Dataset records =>
________________________________________

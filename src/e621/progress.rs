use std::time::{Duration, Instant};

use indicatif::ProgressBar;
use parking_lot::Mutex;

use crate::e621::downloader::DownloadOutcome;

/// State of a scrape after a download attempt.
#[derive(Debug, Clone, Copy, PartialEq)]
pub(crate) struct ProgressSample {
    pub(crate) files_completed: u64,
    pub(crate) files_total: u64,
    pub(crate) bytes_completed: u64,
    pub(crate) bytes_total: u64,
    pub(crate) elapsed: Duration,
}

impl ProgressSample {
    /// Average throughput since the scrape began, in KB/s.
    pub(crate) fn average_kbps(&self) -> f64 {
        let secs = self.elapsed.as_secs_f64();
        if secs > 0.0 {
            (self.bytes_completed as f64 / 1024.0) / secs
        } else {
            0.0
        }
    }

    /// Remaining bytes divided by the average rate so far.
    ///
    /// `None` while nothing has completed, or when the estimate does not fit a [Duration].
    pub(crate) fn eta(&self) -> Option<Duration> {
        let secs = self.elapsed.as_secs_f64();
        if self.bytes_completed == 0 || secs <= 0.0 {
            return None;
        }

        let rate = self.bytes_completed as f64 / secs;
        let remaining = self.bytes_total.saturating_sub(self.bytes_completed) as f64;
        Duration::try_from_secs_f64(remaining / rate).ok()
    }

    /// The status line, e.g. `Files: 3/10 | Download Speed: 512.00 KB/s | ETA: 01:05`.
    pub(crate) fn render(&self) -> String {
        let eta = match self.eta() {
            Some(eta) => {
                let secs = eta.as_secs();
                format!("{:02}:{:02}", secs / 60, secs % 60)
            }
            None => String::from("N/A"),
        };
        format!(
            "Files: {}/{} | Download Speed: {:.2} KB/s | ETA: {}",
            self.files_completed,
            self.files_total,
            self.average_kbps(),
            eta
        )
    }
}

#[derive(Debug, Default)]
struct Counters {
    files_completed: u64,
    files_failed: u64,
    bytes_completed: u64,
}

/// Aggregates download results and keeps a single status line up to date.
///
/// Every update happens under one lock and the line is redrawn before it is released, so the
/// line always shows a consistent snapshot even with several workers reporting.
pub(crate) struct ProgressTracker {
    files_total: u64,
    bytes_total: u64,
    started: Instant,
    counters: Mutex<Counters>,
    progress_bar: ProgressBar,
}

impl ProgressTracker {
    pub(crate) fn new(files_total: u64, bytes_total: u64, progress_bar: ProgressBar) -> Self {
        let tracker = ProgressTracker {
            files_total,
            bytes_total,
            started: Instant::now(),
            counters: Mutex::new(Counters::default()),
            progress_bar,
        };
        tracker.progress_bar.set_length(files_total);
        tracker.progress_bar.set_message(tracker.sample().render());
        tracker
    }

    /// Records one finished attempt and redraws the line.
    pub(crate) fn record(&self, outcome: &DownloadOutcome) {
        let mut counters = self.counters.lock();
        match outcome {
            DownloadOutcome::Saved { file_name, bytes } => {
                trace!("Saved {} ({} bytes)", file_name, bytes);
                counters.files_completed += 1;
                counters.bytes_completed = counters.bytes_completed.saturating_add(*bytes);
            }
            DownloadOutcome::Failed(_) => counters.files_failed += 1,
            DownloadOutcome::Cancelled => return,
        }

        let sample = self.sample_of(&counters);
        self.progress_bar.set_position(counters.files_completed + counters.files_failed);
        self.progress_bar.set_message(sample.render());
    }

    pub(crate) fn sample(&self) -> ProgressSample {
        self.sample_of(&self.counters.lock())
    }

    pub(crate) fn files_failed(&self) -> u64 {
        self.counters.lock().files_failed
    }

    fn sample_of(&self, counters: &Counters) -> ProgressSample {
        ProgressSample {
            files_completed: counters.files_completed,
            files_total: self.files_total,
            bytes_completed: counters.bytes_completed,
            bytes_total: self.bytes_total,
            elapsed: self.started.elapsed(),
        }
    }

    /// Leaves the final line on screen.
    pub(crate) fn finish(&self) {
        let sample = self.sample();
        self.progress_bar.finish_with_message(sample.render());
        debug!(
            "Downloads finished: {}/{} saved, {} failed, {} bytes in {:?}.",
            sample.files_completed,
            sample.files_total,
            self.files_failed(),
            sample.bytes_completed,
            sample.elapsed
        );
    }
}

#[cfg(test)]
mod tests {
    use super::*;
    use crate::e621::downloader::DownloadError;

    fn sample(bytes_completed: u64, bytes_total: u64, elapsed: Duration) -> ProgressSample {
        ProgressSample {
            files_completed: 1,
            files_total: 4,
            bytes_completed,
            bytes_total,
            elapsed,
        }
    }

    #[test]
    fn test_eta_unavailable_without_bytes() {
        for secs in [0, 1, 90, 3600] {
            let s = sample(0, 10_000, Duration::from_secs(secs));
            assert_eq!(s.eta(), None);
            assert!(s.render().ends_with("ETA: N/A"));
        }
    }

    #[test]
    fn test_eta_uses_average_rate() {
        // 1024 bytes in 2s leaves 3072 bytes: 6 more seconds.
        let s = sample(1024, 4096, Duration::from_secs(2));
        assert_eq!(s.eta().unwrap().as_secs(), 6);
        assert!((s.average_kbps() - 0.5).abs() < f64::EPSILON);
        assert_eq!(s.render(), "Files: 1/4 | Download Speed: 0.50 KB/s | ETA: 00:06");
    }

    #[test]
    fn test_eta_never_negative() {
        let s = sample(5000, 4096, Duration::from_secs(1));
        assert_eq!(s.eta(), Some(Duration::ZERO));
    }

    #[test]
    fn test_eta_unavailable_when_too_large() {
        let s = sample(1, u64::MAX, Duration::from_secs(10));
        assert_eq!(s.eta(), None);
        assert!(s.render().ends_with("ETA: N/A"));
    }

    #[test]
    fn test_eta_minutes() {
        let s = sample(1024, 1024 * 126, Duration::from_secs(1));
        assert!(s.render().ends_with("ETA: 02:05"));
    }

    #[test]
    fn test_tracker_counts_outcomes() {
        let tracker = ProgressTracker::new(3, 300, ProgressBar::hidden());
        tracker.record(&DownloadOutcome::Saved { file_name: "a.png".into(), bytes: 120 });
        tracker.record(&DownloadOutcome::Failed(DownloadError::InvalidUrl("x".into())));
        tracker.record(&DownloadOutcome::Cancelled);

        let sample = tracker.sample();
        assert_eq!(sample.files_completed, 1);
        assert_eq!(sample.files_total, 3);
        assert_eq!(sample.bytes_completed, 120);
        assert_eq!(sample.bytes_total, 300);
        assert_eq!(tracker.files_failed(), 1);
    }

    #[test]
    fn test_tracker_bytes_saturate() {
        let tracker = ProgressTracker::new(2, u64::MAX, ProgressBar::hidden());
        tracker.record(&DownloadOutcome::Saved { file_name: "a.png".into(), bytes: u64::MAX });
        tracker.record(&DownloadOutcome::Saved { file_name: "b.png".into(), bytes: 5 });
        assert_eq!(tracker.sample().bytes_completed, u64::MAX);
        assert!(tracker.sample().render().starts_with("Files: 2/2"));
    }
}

________________________________________

Problem details =>
The job is to copy each line from the material above that holds the word "Instant".

Exercise result =>
use std::time::{Duration, Instant};
    started: Instant,
            started: Instant::now(),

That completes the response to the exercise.